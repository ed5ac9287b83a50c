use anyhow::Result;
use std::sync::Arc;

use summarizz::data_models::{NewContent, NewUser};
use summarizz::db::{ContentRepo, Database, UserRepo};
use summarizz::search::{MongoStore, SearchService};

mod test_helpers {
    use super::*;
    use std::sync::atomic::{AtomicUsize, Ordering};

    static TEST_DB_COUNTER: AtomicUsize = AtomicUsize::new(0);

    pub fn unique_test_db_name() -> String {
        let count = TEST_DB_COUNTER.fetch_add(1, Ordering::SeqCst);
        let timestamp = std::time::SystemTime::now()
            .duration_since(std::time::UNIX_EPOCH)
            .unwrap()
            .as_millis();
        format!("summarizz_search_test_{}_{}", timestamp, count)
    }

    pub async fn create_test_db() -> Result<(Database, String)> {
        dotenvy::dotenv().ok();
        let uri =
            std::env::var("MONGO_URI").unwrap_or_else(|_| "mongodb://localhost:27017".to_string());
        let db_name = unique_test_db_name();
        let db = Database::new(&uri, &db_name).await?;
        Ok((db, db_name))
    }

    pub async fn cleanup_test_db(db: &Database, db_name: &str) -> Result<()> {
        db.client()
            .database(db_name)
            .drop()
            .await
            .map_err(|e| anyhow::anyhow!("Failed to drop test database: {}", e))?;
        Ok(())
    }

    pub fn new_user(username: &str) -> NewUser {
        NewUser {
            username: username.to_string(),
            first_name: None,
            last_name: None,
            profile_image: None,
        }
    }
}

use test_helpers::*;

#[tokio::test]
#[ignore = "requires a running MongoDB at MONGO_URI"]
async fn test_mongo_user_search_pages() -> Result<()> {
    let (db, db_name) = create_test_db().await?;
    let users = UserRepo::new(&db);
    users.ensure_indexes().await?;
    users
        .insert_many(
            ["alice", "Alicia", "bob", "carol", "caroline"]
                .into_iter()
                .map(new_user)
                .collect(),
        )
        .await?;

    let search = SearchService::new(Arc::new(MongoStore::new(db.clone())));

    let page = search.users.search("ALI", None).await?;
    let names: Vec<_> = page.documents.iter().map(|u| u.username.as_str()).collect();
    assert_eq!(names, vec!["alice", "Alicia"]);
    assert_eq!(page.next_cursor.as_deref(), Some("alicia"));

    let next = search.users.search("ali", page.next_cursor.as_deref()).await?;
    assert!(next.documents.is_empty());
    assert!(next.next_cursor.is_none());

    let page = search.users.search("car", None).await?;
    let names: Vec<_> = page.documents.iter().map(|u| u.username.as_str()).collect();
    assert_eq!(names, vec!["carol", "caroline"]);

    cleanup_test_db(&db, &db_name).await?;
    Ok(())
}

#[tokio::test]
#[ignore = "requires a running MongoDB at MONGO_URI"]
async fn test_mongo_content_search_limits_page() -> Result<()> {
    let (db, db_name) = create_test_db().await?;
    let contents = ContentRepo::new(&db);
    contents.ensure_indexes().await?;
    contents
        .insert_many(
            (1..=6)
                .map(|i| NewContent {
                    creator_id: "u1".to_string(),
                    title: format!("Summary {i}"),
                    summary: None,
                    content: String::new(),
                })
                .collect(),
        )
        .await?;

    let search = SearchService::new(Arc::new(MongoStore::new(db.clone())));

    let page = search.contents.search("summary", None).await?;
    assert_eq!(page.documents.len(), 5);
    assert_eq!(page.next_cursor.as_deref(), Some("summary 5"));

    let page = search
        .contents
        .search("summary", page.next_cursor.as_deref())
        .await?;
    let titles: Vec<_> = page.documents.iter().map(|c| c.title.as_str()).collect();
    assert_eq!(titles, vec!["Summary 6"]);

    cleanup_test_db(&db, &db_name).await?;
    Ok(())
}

• _Goal of the exercise_:
Reproduce every line from the listing above that holds the word "titles".

• _Answer section_:
    let titles: Vec<_> = page.documents.iter().map(|c| c.title.as_str()).collect();
    assert_eq!(titles, vec!["Summary 6"]);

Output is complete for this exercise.